### Provided material ###
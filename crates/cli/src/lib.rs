pub mod commands;
pub mod fixtures;
pub mod render;

use clap::{Parser, Subcommand};
use std::process::ExitCode;

#[derive(Debug, Parser)]
#[command(
    name = "minimart",
    about = "MiniMart catalog and cart demo",
    after_help = "Examples:\n  minimart catalog\n  minimart demo --json"
)]
pub struct Cli {
    #[command(subcommand)]
    command: Command,
}

#[derive(Debug, Subcommand)]
enum Command {
    #[command(about = "Print the demo catalog, one product report per entry")]
    Catalog,
    #[command(about = "Run the cart walkthrough: fill the cart, overflow it, remove items, report")]
    Demo {
        #[arg(long, help = "Emit machine-readable JSON output")]
        json: bool,
        #[arg(
            long,
            default_value_t = 1970,
            help = "Release year at or after which a movie counts as a new release"
        )]
        year_threshold: i32,
    },
}

pub fn run() -> ExitCode {
    let cli = Cli::parse();

    let result = match cli.command {
        Command::Catalog => commands::catalog::run(),
        Command::Demo { json, year_threshold } => commands::demo::run(json, year_threshold),
    };

    match result {
        Ok(output) => {
            println!("{output}");
            ExitCode::SUCCESS
        }
        Err(error) => {
            tracing::error!("{error:#}");
            ExitCode::FAILURE
        }
    }
}
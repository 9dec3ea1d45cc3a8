//! Person name value object, shared by singers, directors, authors, and
//! cart owners.

use serde::{Deserialize, Serialize};

use crate::value_object::ValueObject;

/// A person's name: first plus optional last.
///
/// Immutable once built; to change a name, build a new one.
#[derive(Debug, Clone, PartialEq, Eq, Hash, Serialize, Deserialize)]
pub struct PersonName {
    first: String,
    last: String,
}

impl PersonName {
    pub fn new(first: impl Into<String>, last: impl Into<String>) -> Self {
        Self { first: first.into(), last: last.into() }
    }

    /// A name with no last part (e.g. a band name).
    pub fn first_only(first: impl Into<String>) -> Self {
        Self::new(first, "")
    }

    pub fn first(&self) -> &str {
        &self.first
    }

    pub fn last(&self) -> &str {
        &self.last
    }

    /// `"first last"`, trimmed so an empty last part leaves no trailing
    /// whitespace.
    pub fn full_name(&self) -> String {
        format!("{} {}", self.first, self.last).trim().to_string()
    }
}

impl ValueObject for PersonName {}

impl core::fmt::Display for PersonName {
    fn fmt(&self, f: &mut core::fmt::Formatter<'_>) -> core::fmt::Result {
        f.write_str(&self.full_name())
    }
}
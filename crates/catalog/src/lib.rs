//! Catalog domain module.
//!
//! This crate contains the product hierarchy for the catalog: a shared
//! product base (identity, naming, pricing, review rate) plus the audio,
//! video, and book category variants, implemented purely as deterministic
//! domain logic (no IO, no formatting, no storage).

pub mod audio;
pub mod book;
pub mod product;
pub mod video;

pub use audio::{AudioProduct, Genre};
pub use book::BookProduct;
pub use product::{Category, ContentInfo, MAX_PRICE, MIN_PRICE, NO_NAME_PRODUCT, Product};
pub use video::{FilmRating, VideoProduct};
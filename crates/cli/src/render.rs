//! Text rendering of the display contract.
//!
//! The domain crates expose fields and content projections; all formatting
//! lives here.

use std::fmt::Write;

use minimart_cart::Cart;
use minimart_catalog::{ContentInfo, Product};

/// One product report: category label, identity, price (two decimals),
/// review rate, then category-specific lines.
pub fn render_product(product: &Product) -> String {
    let mut out = String::new();
    let _ = writeln!(out, "[{}]", product.category());
    let _ = writeln!(
        out,
        "Product ID: {}   Product Name: {}",
        product.product_id(),
        product.name()
    );
    let _ = writeln!(out, "Price: ${:.2}", product.price());
    let _ = writeln!(out, "Product Review Rate: {}", product.review_rate());
    match product.contents() {
        ContentInfo::Music { singer, genre } => {
            let _ = writeln!(out, "Singer Name: {}", singer.full_name());
            let _ = writeln!(out, "Genre: {genre}");
        }
        ContentInfo::Movie { release_year, film_rating, run_time_minutes, director } => {
            let _ = writeln!(out, "Release Year: {release_year}");
            let _ = writeln!(out, "Film Rating: {film_rating}");
            let _ = writeln!(out, "Runtime: {run_time_minutes} mins");
            let _ = writeln!(out, "Director Name: {}", director.full_name());
        }
        ContentInfo::Book { author, pages } => {
            let _ = writeln!(out, "Author: {}", author.full_name());
            let _ = writeln!(out, "Pages: {pages}");
        }
    }
    out
}

/// The cart report: owner, per-item product reports, then the purchase
/// summary (amounts to two decimals, `0.00` for an empty cart).
pub fn render_cart(cart: &Cart) -> String {
    let mut out = String::new();
    let _ = writeln!(out, "My Cart");
    let _ = writeln!(out, "======");
    let _ = writeln!(out, "Cart Owner: {}", cart.owner().full_name());
    let _ = writeln!(out);
    for item in cart.items() {
        out.push_str(&render_product(item));
        let _ = writeln!(out);
    }
    let summary = cart.summary();
    let _ = writeln!(out, "===== Summary of Purchase ======");
    let _ = writeln!(out, "Total number of purchases: {}", summary.total_count);
    let _ = writeln!(out, "Total purchasing amount: ${:.2}", summary.total_amount);
    let _ = writeln!(out, "Average cost: ${:.2}", summary.average_cost);
    out
}
use serde::Serialize;

use minimart_catalog::Product;
use minimart_core::{PersonName, ProductId};

/// Maximum number of items a cart may hold.
pub const MAX_ITEMS: usize = 7;

/// Derived purchase statistics of a cart.
///
/// Recomputed on demand by [`Cart::summary`], never cached.
#[derive(Debug, Clone, PartialEq, Serialize)]
pub struct PurchaseSummary {
    pub total_count: usize,
    pub total_amount: f64,
    pub average_cost: f64,
}

/// A bounded, ordered collection of purchased products.
///
/// Capacity is [`MAX_ITEMS`]; a full cart rejects further adds with `false`
/// rather than an error, and removal of an absent identifier likewise
/// answers `false`. Insertion order is preserved for display. The cart owns
/// its items: [`Cart::add_item`] moves the product in.
#[derive(Debug, Clone, PartialEq, Serialize)]
pub struct Cart {
    owner: PersonName,
    items: Vec<Product>,
}

impl Cart {
    pub fn new(owner: PersonName) -> Self {
        Self { owner, items: Vec::new() }
    }

    pub fn owner(&self) -> &PersonName {
        &self.owner
    }

    /// Items in insertion order.
    pub fn items(&self) -> &[Product] {
        &self.items
    }

    pub fn item_count(&self) -> usize {
        self.items.len()
    }

    pub fn is_full(&self) -> bool {
        self.item_count() >= MAX_ITEMS
    }

    /// Append a product unless the cart is full.
    ///
    /// A full cart leaves its state unchanged and answers `false`; the
    /// caller may retry after removing an item. Duplicate identifiers are
    /// not checked: identifiers are globally unique per product instance, so
    /// a duplicate can only arise through cloning, and the cart stays
    /// permissive about it.
    pub fn add_item(&mut self, product: Product) -> bool {
        if self.is_full() {
            return false;
        }
        self.items.push(product);
        true
    }

    /// Remove the first item (in insertion order) whose identifier matches.
    ///
    /// Answers `false` when the cart is empty or the identifier is absent.
    pub fn remove_item(&mut self, product_id: ProductId) -> bool {
        if self.items.is_empty() {
            return false;
        }
        match self.items.iter().position(|item| item.product_id() == product_id) {
            Some(index) => {
                self.items.remove(index);
                true
            }
            None => false,
        }
    }

    /// Purchase statistics: item count, summed price, and average cost
    /// (0.0 for an empty cart).
    pub fn summary(&self) -> PurchaseSummary {
        let total_count = self.item_count();
        let total_amount: f64 = self.items.iter().map(Product::price).fold(0.0, |acc, price| acc + price);
        let average_cost = if total_count > 0 {
            total_amount / total_count as f64
        } else {
            0.0
        };
        PurchaseSummary { total_count, total_amount, average_cost }
    }
}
###
If the string "leaves" is in a line of the entries, pick that line out.

    /// `"first last"`, trimmed so an empty last part leaves no trailing
    /// A full cart leaves its state unchanged and answers `false`; the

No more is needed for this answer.